- **Exercise aim**
Go through the records below and show every line with the string "discord".

- **Information**
━━━━━━━━━━━━━━━━━━━━
#[rstest]
#[tokio::test]
async fn test_symlink_creates_alias(fixture: Fixture) {
    let fs = &fixture.fs;

    fs.symlink(
        Utf8Path::new("/slack/xooglers/birb.gif"),
        Utf8Path::new("parrot.gif"),
    )
    .await
    .unwrap();

    assert_eq!(
        fs.readlink(Utf8Path::new("/slack/xooglers/birb"))
            .await
            .unwrap(),
        "parrot.gif"
    );
    assert_eq!(
        read_all(fs, "/slack/xooglers/birb.gif").await.unwrap(),
        PARROT
    );
    assert!(matches!(
        fs.readlink(Utf8Path::new("/slack/xooglers/parrot")).await,
        Err(Error::NotASymlink(_))
    ));

    assert!(matches!(
        fs.symlink(
            Utf8Path::new("/slack/xooglers/fire.gif"),
            Utf8Path::new("/discord/unchaind/docker-fire.gif"),
        )
        .await,
        Err(Error::NotSupported(_))
    ));
}

#[rstest]
#[tokio::test]
async fn test_xattrs(fixture: Fixture) {
    let fs = &fixture.fs;
    let path = Utf8Path::new("/discord/unchaind/parrot.gif");

    assert_eq!(fs.list_xattr(path).await.unwrap(), ["user.url"]);
    assert_eq!(
        fs.get_xattr(path, "user.url").await.unwrap(),
        b"memory://unchaind/parrot.gif"
    );
    let err = fs.get_xattr(path, "user.created_by").await.unwrap_err();
    assert_eq!(err.errno(), Errno::NODATA);

    let uploaded = Utf8Path::new("/discord/unchaind/docker-fire.gif");
    assert_eq!(
        fs.list_xattr(uploaded).await.unwrap(),
        ["user.url", "user.created_by"]
    );
    assert_eq!(
        fs.get_xattr(uploaded, "user.created_by").await.unwrap(),
        b"cdanis"
    );
}

#[rstest]
#[tokio::test]
async fn test_store_dir_times_follow_entries(fixture: Fixture) {
    let fs = &fixture.fs;
    let store_dir = Utf8Path::new("/slack/xooglers");

    assert_eq!(fs.stat(store_dir).await.unwrap().mtime, None);

    write_all(fs, "/slack/xooglers/blob.png", BLOB)
        .await
        .unwrap();
    let metadata = fs.stat(store_dir).await.unwrap();

    assert!(metadata.mtime.is_some());
    assert_eq!(metadata.mtime, metadata.ctime);
    assert_eq!(metadata.permissions, 0o755);
}

#[rstest]
#[tokio::test]
async fn test_closed_handles_are_rejected(fixture: Fixture) {
    let fs = &fixture.fs;

    let handle = fs
        .open(Utf8Path::new("/slack/xooglers/parrot"), OpenFlags::READ)
        .await
        .unwrap();
    assert!(matches!(
        fs.write(&handle, 0, b"x").await,
        Err(Error::BadHandle)
    ));
    fs.close(handle).await.unwrap();

    assert!(matches!(fs.close(handle).await, Err(Error::BadHandle)));
    assert!(matches!(
        fs.read(&handle, 0, 1).await,
        Err(Error::BadHandle)
    ));
}

#[rstest]
#[tokio::test]
async fn test_invalidate_all_relists(fixture: Fixture) {
    let fs = &fixture.fs;

    ls(fs, "/slack/xooglers").await;
    fs.invalidate_all();
    ls(fs, "/slack/xooglers").await;

    assert_eq!(fixture.slack.list_calls(), 2);
}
━━━━━━━━━━━━━━━━━━━━
- **Result**
            Utf8Path::new("/discord/unchaind/docker-fire.gif"),
    let path = Utf8Path::new("/discord/unchaind/parrot.gif");
    let uploaded = Utf8Path::new("/discord/unchaind/docker-fire.gif");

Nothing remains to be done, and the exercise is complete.